In the context of dyslipidemia conditions, MTDH is upregulated and suppresses the expression and activity of CrAT in RTECs, thereby inducing mitochondrial dysfunction and perturbing energy metabolism. These alterations exacerbate the injury to RTECs, consequently promoting the progression of DKD.
线粒体功能障碍导致能量代谢受损,已被认为是糖尿病肾病(DKD)血脂异常情况下导致肾小管上皮细胞(RTECs)损伤的关键因素。本研究的主要目的是在体外阐明原癌基因Metadherin(MTDH)在这种特定病理背景下介导线粒体损伤的作用及潜在机制。
通过转染小干扰RNA和质粒来调节RTECs中MTDH的表达,同时使用棕榈酸(PA)模拟糖尿病脂质代谢紊乱。通过检测包括线粒体形态、膜电位、活性氧(ROS)产生、三磷酸腺苷(ATP)产生以及形态和结构改变等各种参数来评估线粒体损伤。此外,使用蛋白质免疫印迹法和定量实时聚合酶链反应评估肉碱乙酰转移酶(CrAT)的表达,并对CrAT活性进行定量。

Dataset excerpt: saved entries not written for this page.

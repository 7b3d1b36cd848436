//! Label-block scanning: `Nomor : ...`, `Perihal : ...`, `Sifat`, `Lampiran`.

use std::collections::BTreeMap;

use once_cell::sync::Lazy;
use regex::Regex;
use serde::{Deserialize, Serialize};
use tracing::debug;

use crate::normalize::{non_blank_lines, normalize_line};

#[derive(Debug, Clone, Copy, PartialEq, Eq, PartialOrd, Ord, Hash, Serialize, Deserialize)]
#[serde(rename_all = "lowercase")]
pub enum LabelKey {
    Nomor,
    Perihal,
    Lampiran,
    Sifat,
}

impl LabelKey {
    pub fn as_str(&self) -> &'static str {
        match self {
            LabelKey::Nomor => "nomor",
            LabelKey::Perihal => "perihal",
            LabelKey::Lampiran => "lampiran",
            LabelKey::Sifat => "sifat",
        }
    }

    fn aliases(&self) -> &'static [&'static str] {
        match self {
            LabelKey::Nomor => &["nomor", "no", "nomer", "nemor"],
            LabelKey::Perihal => &["perihal", "hal"],
            LabelKey::Lampiran => &["lampiran"],
            LabelKey::Sifat => &["sifat"],
        }
    }
}

const ALL_KEYS: [LabelKey; 4] = [LabelKey::Nomor, LabelKey::Perihal, LabelKey::Lampiran, LabelKey::Sifat];

/// Words that turn up after a `Nomor` label but are never a registration number.
const NOMOR_BLACKLIST: [&str; 13] = [
    "sifat", "biasa", "penting", "segera", "rahasia", "lampiran", "hal", "perihal", "kepada", "yth",
    "tanggal", "tembusan", "dari",
];

/// Extra lines a `perihal` value may continue onto.
const PERIHAL_CONTINUATION: usize = 4;

static RE_RECIPIENT_START: Lazy<Regex> =
    Lazy::new(|| Regex::new(r"(?i)^(kepada|yth|dengan|sehubungan)").unwrap());
static RE_NOMOR_SHAPE: Lazy<Regex> = Lazy::new(|| Regex::new(r"\d+[/\-][A-Za-z0-9]").unwrap());

pub type LabelValues = BTreeMap<LabelKey, String>;

/// Which label, if any, a line starts with. Only the text before the first
/// colon is considered, and it must match an alias exactly.
pub fn label_of(line: &str) -> Option<LabelKey> {
    let label_part = line.split(':').next().unwrap_or(line);
    let lowered = label_part.to_lowercase();
    let lowered = lowered.trim_matches(|c| c == ' ' || c == ':' || c == '.' || c == '-');
    ALL_KEYS.into_iter().find(|key| key.aliases().contains(&lowered))
}

/// True for lines that open the recipient block of a letter.
pub(crate) fn starts_recipient_block(line: &str) -> bool {
    RE_RECIPIENT_START.is_match(line)
}

/// Scan cleaned text for label lines and resolve their values.
///
/// A later occurrence of the same label replaces an earlier one.
pub fn extract_labels(cleaned: &str) -> LabelValues {
    let lines = non_blank_lines(cleaned);
    let mut values = LabelValues::new();
    for (idx, line) in lines.iter().enumerate() {
        let Some(key) = label_of(line) else { continue };
        if let Some(value) = find_label_value(&lines, idx, key) {
            debug!(label = key.as_str(), value = %value, "label value");
            values.insert(key, value);
        }
    }
    values
}

fn find_label_value(lines: &[&str], idx: usize, key: LabelKey) -> Option<String> {
    // same line, after the colon
    if let Some((_, after)) = lines[idx].split_once(':') {
        let value = after.trim();
        if !value.is_empty() {
            let resolved = resolve_value(value, lines, idx, key);
            // a rejected number may still sit on the next line
            if resolved.is_some() || key != LabelKey::Nomor {
                return resolved;
            }
        }
    }

    // blank lines are already gone, so the following line is the only candidate
    let next = idx + 1;
    let candidate = lines.get(next)?;
    if label_of(candidate).is_some() {
        return None;
    }
    match candidate.strip_prefix(':') {
        Some(rest) => resolve_value(rest.trim(), lines, next, key),
        None => resolve_value(candidate, lines, next, key),
    }
}

fn resolve_value(value: &str, lines: &[&str], at: usize, key: LabelKey) -> Option<String> {
    if value.is_empty() {
        return None;
    }
    match key {
        LabelKey::Nomor => value.split_whitespace().next().and_then(accept_nomor),
        LabelKey::Perihal => {
            let mut collected = vec![value];
            for next in lines.iter().skip(at + 1).take(PERIHAL_CONTINUATION) {
                if label_of(next).is_some() || starts_recipient_block(next) {
                    break;
                }
                collected.push(next);
            }
            normalize_line(&collected.join(" "))
        }
        LabelKey::Lampiran | LabelKey::Sifat => normalize_line(value),
    }
}

/// Rejection filter for `nomor` label values.
fn accept_nomor(token: &str) -> Option<String> {
    let lowered = token.trim().to_lowercase();
    if NOMOR_BLACKLIST.contains(&lowered.as_str()) {
        debug!(value = token, "nomor rejected: administrative word");
        return None;
    }
    if !RE_NOMOR_SHAPE.is_match(token) {
        debug!(value = token, "nomor rejected: no digit-separator shape");
        return None;
    }
    if !token.starts_with(|c: char| c.is_ascii_digit()) {
        debug!(value = token, "nomor rejected: does not start with a digit");
        return None;
    }
    Some(token.to_string())
}
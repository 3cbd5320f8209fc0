use lot_auction::domain::{Auction, BidOutcome};
use lot_auction::report::{BidReport, FinalResults, LotListing, LotResult, Sale};
#[path="utils/mod.rs"] mod utils;
use utils::*;

#[test]
fn test_listing_of_empty_auction() {
    let auction = Auction::new();
    assert_eq!(LotListing::new(&auction).to_string(), "There are no lots\n");
}

#[test]
fn test_listing_shows_lots_in_entry_order() {
    let mut auction = auction_with_lots(&["Vase", "Clock"]);
    assert!(auction.bid_for(1, shared(alice()), 50));

    let expected = "1: Vase\n    Highest bid: 50 by Alice\n2: Clock\n";
    assert_eq!(LotListing::new(&auction).to_string(), expected);
}

#[test]
fn test_bid_report_success() {
    let report = BidReport {
        lot: 1,
        bidder: "Bob".to_string(),
        value: 60,
        outcome: BidOutcome::Accepted,
    };
    assert_eq!(
        report.to_string(),
        "Bid was successful\nLot Number: 1\nBidder: Bob\nValue: 60\n"
    );
}

#[test]
fn test_bid_report_failure() {
    let report = BidReport {
        lot: 1,
        bidder: "Bob".to_string(),
        value: 50,
        outcome: BidOutcome::Rejected { highest: 50 },
    };
    assert_eq!(report.to_string(), "Bid was not successful\nLot Number: 1\nValue: 50\n");
}

#[test]
fn test_final_results_text() {
    let mut auction = auction_with_lots(&["Vase", "Clock"]);
    assert!(auction.bid_for(2, shared(bob()), 25));
    let results = auction.try_close().unwrap();

    let expected = "Lot Number: 1\nDescription: Vase\nItem did not sell\n\
                    Lot Number: 2\nDescription: Clock\nHighest bidder: Bob\nBid value: 25\n";
    assert_eq!(results.to_string(), expected);
}

#[test]
fn test_final_results_split_sold_and_unsold() {
    let mut auction = auction_with_lots(&["Vase", "Clock", "Rug"]);
    assert!(auction.bid_for(3, shared(alice()), 5));
    let results = FinalResults::from_lots(auction.lots());

    let sold: Vec<u32> = results.sold().map(|r| r.number).collect();
    let unsold: Vec<u32> = results.unsold().map(|r| r.number).collect();
    assert_eq!(sold, vec![3]);
    assert_eq!(unsold, vec![1, 2]);
}

#[test]
fn test_lot_result_json_shape() {
    let result = LotResult {
        number: 2,
        description: "Clock".to_string(),
        sale: Sale::Sold { bidder: "Bob".to_string(), value: 25 },
    };
    let json = serde_json::to_value(&result).unwrap();
    assert_eq!(json["number"], 2);
    assert_eq!(json["sale"]["$type"], "Sold");
    assert_eq!(json["sale"]["bidder"], "Bob");
    assert_eq!(json["sale"]["value"], 25);
}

在PA诱导的RTECs中MTDH表达上调,而CrAT表达和活性受到抑制。MTDH的下调减轻了PA诱导的线粒体损伤,表现为线粒体膜电位的保留、线粒体ROS产生的减少、ATP消耗的预防以及线粒体结构的维持。这伴随着CrAT表达和活性的上调。相反,MTDH的过表达通过损害膜电位、增加线粒体ROS产生、抑制ATP合成以及抑制CrAT表达和活性而加剧线粒体功能障碍。
在血脂异常情况下,MTDH上调并抑制RTECs中CrAT的表达和活性,从而诱导线粒体功能障碍并扰乱能量代谢。这些改变加剧了对RTECs的损伤,进而促进DKD的进展。